The Akron, Ohio native slowly and methodically laid out the case for his conspiracy theory. The broad strokes are this:

  • Right before the Nets/KD news broke, the Jazz traded mid-level starter Royce O’Neal to Brooklyn for a future first-round pick. Windhorst called this “a very strange trade.”
  • He then (rhetorically) asked why a team like the Jazz, with two stars in Rudy Gobert and Donovan Mitchell, traded a starter in a “salary dump move”?
  • The next question was, “Why would [former head coach] Quin Snyder walk away from that job?”
  • Windhorst then noted that Danny Ainge, now an executive with the Jazz, gave first-time head coach Brad Stevens a six-year deal when he hired him to coach the Boston Celtics.
  • Ainge just gave Will Hardy a five-year contract to coach the Jazz. That is “very rare for a first-time head coach.”

Windhorst summed up with a flourish:

Why? What’s going on in Utah? And that’s what people in the league are watching right now. What’s going on in Utah? I think the Brooklyn Nets and Phoenix Suns need to find out what’s going on in Utah as well. Because what else happened that first year when Brad Stevens got hired? Danny Ainge Ainge traded Kevin Garnett and Paul Pierce. That Royce [O’Neal] trade yesterday was a very strange trade. A very strange trade.

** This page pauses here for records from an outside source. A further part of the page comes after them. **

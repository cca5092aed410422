//! Steps: the units of work inside a protocol.

use crate::definition::Predicate;
use crate::error::ProtocolError;
use crate::execution::ShellContext;
use async_trait::async_trait;
use serde_json::Value;
use std::fmt;
use std::future::Future;
use std::pin::Pin;
use std::sync::Arc;

/// Boxed future returned by async step closures.
pub type BoxFuture<'a, T> = Pin<Box<dyn Future<Output = T> + Send + 'a>>;

/// User code executed for one step.
///
/// The returned value is recorded under the step's name. A result object
/// with a truthy `stop` field ends the protocol early (not an error).
/// Returning `Err` fails the protocol; the shell runs the rollback and then
/// hands this exact error back to the caller.
#[async_trait]
pub trait StepAction: Send + Sync {
    /// Run the step against the protocol input.
    async fn run(&self, input: &Value, shell: &ShellContext) -> Result<Value, ProtocolError>;
}

struct FnAction<F> {
    f: F,
}

#[async_trait]
impl<F> StepAction for FnAction<F>
where
    F: Fn(&Value, &ShellContext) -> Result<Value, ProtocolError> + Send + Sync + 'static,
{
    async fn run(&self, input: &Value, shell: &ShellContext) -> Result<Value, ProtocolError> {
        (self.f)(input, shell)
    }
}

struct AsyncFnAction<F> {
    f: F,
}

#[async_trait]
impl<F> StepAction for AsyncFnAction<F>
where
    F: for<'a> Fn(&'a Value, &'a ShellContext) -> BoxFuture<'a, Result<Value, ProtocolError>>
        + Send
        + Sync
        + 'static,
{
    async fn run(&self, input: &Value, shell: &ShellContext) -> Result<Value, ProtocolError> {
        (self.f)(input, shell).await
    }
}

/// Create a step action from a synchronous closure.
#[must_use]
pub fn action_fn<F>(f: F) -> Arc<dyn StepAction>
where
    F: Fn(&Value, &ShellContext) -> Result<Value, ProtocolError> + Send + Sync + 'static,
{
    Arc::new(FnAction { f })
}

/// Create a step action from a closure returning a boxed future.
///
/// # Example
///
/// ```ignore
/// let fetch = async_action_fn(|input, _shell| {
///     Box::pin(async move { Ok(serde_json::json!({ "echo": input.clone() })) })
/// });
/// ```
#[must_use]
pub fn async_action_fn<F>(f: F) -> Arc<dyn StepAction>
where
    F: for<'a> Fn(&'a Value, &'a ShellContext) -> BoxFuture<'a, Result<Value, ProtocolError>>
        + Send
        + Sync
        + 'static,
{
    Arc::new(AsyncFnAction { f })
}

/// A step bundling a name, optional instruction text, optional action,
/// and an optional validator over the step's result.
#[derive(Clone)]
pub struct NamedStep {
    /// Result key; unique within the protocol.
    pub name: String,
    /// Human-readable description. Logged, never executed.
    pub instruction: Option<String>,
    /// Work to perform. Without one the step trivially succeeds.
    pub action: Option<Arc<dyn StepAction>>,
    /// Rejecting the step's result fails the whole protocol.
    pub validation: Option<Predicate>,
}

impl NamedStep {
    /// A step with only a name.
    pub fn new(name: impl Into<String>) -> Self {
        Self {
            name: name.into(),
            instruction: None,
            action: None,
            validation: None,
        }
    }

    /// Attach instruction text.
    pub fn instruction(mut self, text: impl Into<String>) -> Self {
        self.instruction = Some(text.into());
        self
    }

    /// Attach the action.
    pub fn action(mut self, action: Arc<dyn StepAction>) -> Self {
        self.action = Some(action);
        self
    }

    /// Attach a result validator.
    pub fn validate(mut self, predicate: Predicate) -> Self {
        self.validation = Some(predicate);
        self
    }
}

/// One entry of a protocol's process list.
///
/// The kind is fixed when the step is added to a definition, so the shell
/// never inspects step shapes at run time.
#[derive(Clone)]
pub enum Step {
    /// A bare action. `key` is assigned from the step's position
    /// (`step_<index>`) when it is added to a definition.
    Callable {
        /// Result key.
        key: String,
        /// The action.
        action: Arc<dyn StepAction>,
    },
    /// A named step object.
    Named(NamedStep),
}

impl Step {
    /// Key under which this step's result is recorded.
    pub fn name(&self) -> &str {
        match self {
            Self::Callable { key, .. } => key,
            Self::Named(step) => &step.name,
        }
    }

    /// Instruction text, if any.
    pub fn instruction(&self) -> Option<&str> {
        match self {
            Self::Callable { .. } => None,
            Self::Named(step) => step.instruction.as_deref(),
        }
    }
}

impl From<NamedStep> for Step {
    fn from(step: NamedStep) -> Self {
        Self::Named(step)
    }
}

impl fmt::Debug for Step {
    fn fmt(&self, f: &mut fmt::Formatter<'_>) -> fmt::Result {
        match self {
            Self::Callable { key, .. } => f.debug_struct("Callable").field("key", key).finish(),
            Self::Named(step) => f
                .debug_struct("Named")
                .field("name", &step.name)
                .field("instruction", &step.instruction)
                .field("has_action", &step.action.is_some())
                .field("has_validation", &step.validation.is_some())
                .finish(),
        }
    }
}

NBA insider Brian Windhorst on the Utah Jazz

Huh?

What Windhorst’s theory could mean

(L-R) ESPN NBA insider Brian Windhorst, Utah Jazz player Donovan Mitchell and former Jazz player Rudy Gobert
(L-R) Brian Windhorst, Donovan Mitchell and Rudy Gobert | Ethan Miller/Getty Images; Katelyn Mulcahy/Getty Images

After dumfounding his fellow ESPN commentators with his meandering observations, Brian Windhorst admitted he doesn’t know what the Utah Jazz are doing.

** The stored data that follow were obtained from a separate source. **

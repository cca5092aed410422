#![deny(missing_docs)]
//! Built-in cognitive tool protocols.
//!
//! | Protocol | Purpose |
//! |----------|---------|
//! | `self.reflect` | Review content against criteria |
//! | `self.identify_gaps` | Find what a piece of work does not cover |
//! | `self.improve` | Turn feedback into a revised solution plan |
//! | `code.analyze` | Structure, quality and issues of a code sample |
//! | `thinking.systematic` | Decompose, analyze, synthesize, conclude |
//! | `thinking.extended` | Depth-controlled deliberation |
//!
//! Step actions are descriptive placeholders: each returns an object that
//! names what the step would do and echoes the relevant input, so callers
//! and hooks get a well-shaped trace without any model behind it.

mod code;
mod reflection;
mod thinking;

use serde_json::{Value, json};
use synapse_core::definition::{Predicate, ProtocolDefinition, predicate};
use synapse_shell::ProtocolRegistry;

pub use code::code_analyze;
pub use reflection::{self_identify_gaps, self_improve, self_reflect};
pub use thinking::{thinking_extended, thinking_systematic};

/// Every built-in definition, in registration order.
pub fn definitions() -> Vec<ProtocolDefinition> {
    vec![
        self_reflect(),
        self_identify_gaps(),
        self_improve(),
        code_analyze(),
        thinking_systematic(),
        thinking_extended(),
    ]
}

/// Register every built-in definition under its own name.
pub fn register_all(registry: &mut ProtocolRegistry) -> &mut ProtocolRegistry {
    for definition in definitions() {
        registry.register_definition(definition);
    }
    registry
}

/// Descriptive step result: `{ "action": ..., "description": ..., ...extra }`.
pub(crate) fn describe(action: &str, description: String, extra: Value) -> Value {
    let mut out = json!({ "action": action, "description": description });
    if let (Some(out), Value::Object(extra)) = (out.as_object_mut(), extra) {
        out.extend(extra);
    }
    out
}

/// Non-empty string.
pub(crate) fn non_empty_text() -> Predicate {
    predicate(|v| v.as_str().is_some_and(|s| !s.trim().is_empty()))
}

/// Text of `input[field]`, or empty.
pub(crate) fn text<'a>(input: &'a Value, field: &str) -> &'a str {
    input.get(field).and_then(Value::as_str).unwrap_or("")
}

/// Result fields must be present and non-null.
pub(crate) fn present() -> Predicate {
    predicate(|v| !v.is_null())
}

Trying to decode Windhorst’s cryptic ramblings, it seems like he’s suggesting that Danny Ainge and the Jazz are on the verge of blowing up the team and sending both Donovan Mitchell and Rudy Gobert out of town.

It’s no secret that the two Utah stars have a rocky history. And, after yet another early-round playoff exit last season, the pairing seems to have reached its ceiling.

If Ainge did give Will Hardy a long-term deal because he knew a long-term rebuild was in the works, that makes sense. It is what he did in Boston with Brad Stevens. Although luring the highly coveted Stevens from Butler was another reason for the lucrative deal.

Saying that the Phoenix Suns and Brooklyn Nets “need to find out what’s going on in Utah” suggests that Mitchell, Gobert, or both are available. That would be an interesting wrinkle in the Kevin Durant trade saga.

Right now, the Suns are one of Durant’s two preferred destinations (along with the Miami Heat). However, the Nets reportedly are only interested in Devin Booker, who the Suns won’t part with.

Phoenix wants to offer Deandre Ayton to Brooklyn, but the Nets want a legit star in return for Durant, not a younger prospect.

This is where the Utah Jazz (could) come in.

A three-team trade that sends Ayton to Utah to start its rebuild, New York native Mitchell to Brooklyn, and Durant to Phoenix (along with draft picks going every which way), could make a lot of sense.

The plot just thickened on Friday afternoon, too, as the Jazz are trading Gobert to the Minnesota Timberwolves, per an Adrian Wojnarowski tweet.

So, all NBA fans should now be wondering, “what’s going on in Utah?”